**REQUIRED ACTION:** Look through the data below and extract, unchanged, the lines from the one that contains "#[derive(Debug, Clone)]" to the one that contains "let recorder = EventRecorder::new(req.project.state_dir());", both included.

(GIVEN DATA)

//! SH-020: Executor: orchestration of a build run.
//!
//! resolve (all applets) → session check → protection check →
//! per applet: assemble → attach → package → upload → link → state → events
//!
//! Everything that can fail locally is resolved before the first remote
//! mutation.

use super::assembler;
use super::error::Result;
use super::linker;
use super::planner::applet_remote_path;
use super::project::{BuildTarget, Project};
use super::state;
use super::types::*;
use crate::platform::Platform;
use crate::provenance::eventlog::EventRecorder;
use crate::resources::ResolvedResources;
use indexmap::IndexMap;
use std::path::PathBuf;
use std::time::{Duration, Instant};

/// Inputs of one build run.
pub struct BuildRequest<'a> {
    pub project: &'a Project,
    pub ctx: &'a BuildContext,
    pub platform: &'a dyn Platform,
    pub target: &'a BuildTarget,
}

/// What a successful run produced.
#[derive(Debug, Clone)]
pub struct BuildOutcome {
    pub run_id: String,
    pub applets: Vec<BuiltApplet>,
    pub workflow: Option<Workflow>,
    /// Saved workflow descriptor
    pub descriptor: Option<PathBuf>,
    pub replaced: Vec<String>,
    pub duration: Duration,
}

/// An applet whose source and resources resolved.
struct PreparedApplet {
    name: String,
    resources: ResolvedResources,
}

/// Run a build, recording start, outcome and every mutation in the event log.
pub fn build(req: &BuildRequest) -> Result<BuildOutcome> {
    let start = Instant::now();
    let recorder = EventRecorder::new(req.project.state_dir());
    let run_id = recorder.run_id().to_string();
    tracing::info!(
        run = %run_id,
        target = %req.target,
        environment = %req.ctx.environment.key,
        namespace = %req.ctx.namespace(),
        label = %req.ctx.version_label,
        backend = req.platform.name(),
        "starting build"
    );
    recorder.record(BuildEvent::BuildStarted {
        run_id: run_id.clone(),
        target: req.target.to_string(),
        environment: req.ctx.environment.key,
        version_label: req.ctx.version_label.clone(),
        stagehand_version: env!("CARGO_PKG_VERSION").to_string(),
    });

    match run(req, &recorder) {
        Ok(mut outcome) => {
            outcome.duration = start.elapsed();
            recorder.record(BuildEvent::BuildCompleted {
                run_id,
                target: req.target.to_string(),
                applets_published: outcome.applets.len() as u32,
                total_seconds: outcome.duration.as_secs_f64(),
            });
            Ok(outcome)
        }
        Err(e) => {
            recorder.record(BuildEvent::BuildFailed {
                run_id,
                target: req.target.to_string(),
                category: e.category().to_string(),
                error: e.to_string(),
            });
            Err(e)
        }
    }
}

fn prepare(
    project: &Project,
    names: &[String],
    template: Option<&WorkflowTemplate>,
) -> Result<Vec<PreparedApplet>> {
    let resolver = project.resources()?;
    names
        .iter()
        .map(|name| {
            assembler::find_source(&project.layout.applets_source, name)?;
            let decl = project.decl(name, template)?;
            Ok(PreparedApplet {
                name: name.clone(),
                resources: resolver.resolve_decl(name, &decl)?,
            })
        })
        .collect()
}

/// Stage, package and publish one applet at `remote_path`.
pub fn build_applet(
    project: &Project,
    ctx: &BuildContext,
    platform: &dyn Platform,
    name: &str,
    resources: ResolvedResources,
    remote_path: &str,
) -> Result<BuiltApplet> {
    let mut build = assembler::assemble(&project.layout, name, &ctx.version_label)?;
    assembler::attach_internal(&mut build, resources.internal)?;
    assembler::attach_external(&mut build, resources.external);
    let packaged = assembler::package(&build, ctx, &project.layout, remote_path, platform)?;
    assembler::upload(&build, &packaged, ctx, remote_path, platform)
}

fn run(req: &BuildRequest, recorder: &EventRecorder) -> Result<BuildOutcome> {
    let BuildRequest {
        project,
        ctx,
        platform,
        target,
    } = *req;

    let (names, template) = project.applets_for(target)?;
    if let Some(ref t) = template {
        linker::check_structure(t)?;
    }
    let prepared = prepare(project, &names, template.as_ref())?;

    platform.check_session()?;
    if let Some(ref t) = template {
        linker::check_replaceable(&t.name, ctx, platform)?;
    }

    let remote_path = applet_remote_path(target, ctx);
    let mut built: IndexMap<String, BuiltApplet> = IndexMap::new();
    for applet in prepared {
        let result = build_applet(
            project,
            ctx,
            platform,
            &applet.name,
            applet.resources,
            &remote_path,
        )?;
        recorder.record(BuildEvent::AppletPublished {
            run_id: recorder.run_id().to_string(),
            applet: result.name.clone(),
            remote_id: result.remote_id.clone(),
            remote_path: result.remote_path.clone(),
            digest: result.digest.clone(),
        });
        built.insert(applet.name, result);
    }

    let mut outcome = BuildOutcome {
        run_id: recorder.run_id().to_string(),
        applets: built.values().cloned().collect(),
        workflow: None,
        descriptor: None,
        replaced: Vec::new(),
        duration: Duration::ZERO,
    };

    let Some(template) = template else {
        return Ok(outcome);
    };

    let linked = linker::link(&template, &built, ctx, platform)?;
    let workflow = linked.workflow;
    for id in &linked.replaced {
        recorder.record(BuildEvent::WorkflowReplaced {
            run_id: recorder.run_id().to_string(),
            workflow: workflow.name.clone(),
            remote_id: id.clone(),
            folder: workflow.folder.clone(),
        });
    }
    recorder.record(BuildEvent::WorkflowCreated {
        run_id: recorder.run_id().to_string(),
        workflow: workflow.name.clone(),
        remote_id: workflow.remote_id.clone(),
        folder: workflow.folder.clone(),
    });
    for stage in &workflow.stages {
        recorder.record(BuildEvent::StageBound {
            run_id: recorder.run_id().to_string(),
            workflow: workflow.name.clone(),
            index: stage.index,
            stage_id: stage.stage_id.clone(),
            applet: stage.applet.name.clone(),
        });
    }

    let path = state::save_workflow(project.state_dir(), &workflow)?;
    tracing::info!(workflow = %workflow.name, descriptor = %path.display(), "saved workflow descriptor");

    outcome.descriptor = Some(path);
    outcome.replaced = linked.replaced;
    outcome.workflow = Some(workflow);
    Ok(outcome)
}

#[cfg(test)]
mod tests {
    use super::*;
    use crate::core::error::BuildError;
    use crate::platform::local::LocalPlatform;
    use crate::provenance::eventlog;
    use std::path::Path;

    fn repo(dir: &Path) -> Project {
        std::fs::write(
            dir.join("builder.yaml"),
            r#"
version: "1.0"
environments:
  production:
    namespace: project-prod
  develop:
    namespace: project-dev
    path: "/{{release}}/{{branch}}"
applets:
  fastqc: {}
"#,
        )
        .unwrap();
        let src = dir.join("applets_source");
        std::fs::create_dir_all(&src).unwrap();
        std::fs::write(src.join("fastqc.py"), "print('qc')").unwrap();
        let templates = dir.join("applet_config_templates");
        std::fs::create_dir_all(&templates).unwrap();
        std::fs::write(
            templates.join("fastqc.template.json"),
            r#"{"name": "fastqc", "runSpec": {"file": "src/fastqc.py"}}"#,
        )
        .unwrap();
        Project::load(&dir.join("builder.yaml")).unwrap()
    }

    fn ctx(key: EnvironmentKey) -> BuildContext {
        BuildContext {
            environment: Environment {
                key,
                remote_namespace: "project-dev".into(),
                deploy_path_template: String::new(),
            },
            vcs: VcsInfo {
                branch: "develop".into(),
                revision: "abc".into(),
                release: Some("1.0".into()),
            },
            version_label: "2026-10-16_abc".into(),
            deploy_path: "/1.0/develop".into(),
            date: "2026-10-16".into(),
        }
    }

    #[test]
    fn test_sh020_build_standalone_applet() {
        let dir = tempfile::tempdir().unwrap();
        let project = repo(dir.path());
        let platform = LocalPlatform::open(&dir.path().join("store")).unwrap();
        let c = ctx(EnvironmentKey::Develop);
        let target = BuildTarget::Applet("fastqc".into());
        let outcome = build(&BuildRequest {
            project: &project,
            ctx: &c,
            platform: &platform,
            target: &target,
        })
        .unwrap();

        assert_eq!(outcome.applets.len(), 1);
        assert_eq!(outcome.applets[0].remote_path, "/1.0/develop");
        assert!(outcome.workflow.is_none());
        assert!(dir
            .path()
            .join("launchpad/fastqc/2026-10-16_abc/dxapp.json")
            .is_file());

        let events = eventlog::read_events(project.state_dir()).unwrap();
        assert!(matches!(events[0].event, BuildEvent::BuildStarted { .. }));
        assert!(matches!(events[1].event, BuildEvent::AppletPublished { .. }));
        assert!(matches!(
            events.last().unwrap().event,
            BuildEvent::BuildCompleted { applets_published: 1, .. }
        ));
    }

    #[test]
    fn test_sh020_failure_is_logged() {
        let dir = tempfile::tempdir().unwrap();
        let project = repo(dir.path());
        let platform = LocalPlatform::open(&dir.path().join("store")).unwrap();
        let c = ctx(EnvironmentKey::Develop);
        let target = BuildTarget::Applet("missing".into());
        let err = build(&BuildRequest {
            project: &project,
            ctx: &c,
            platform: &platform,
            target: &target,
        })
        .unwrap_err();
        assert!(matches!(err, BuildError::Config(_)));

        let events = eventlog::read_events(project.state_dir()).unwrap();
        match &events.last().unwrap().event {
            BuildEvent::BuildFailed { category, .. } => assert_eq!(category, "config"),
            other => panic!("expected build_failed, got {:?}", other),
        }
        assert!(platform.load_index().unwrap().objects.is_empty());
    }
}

(End GIVEN DATA)

**EXERCISE RESPONSE:**
#[derive(Debug, Clone)]
pub struct BuildOutcome {
    pub run_id: String,
    pub applets: Vec<BuiltApplet>,
    pub workflow: Option<Workflow>,
    /// Saved workflow descriptor
    pub descriptor: Option<PathBuf>,
    pub replaced: Vec<String>,
    pub duration: Duration,
}

/// An applet whose source and resources resolved.
struct PreparedApplet {
    name: String,
    resources: ResolvedResources,
}

/// Run a build, recording start, outcome and every mutation in the event log.
pub fn build(req: &BuildRequest) -> Result<BuildOutcome> {
    let start = Instant::now();
    let recorder = EventRecorder::new(req.project.state_dir());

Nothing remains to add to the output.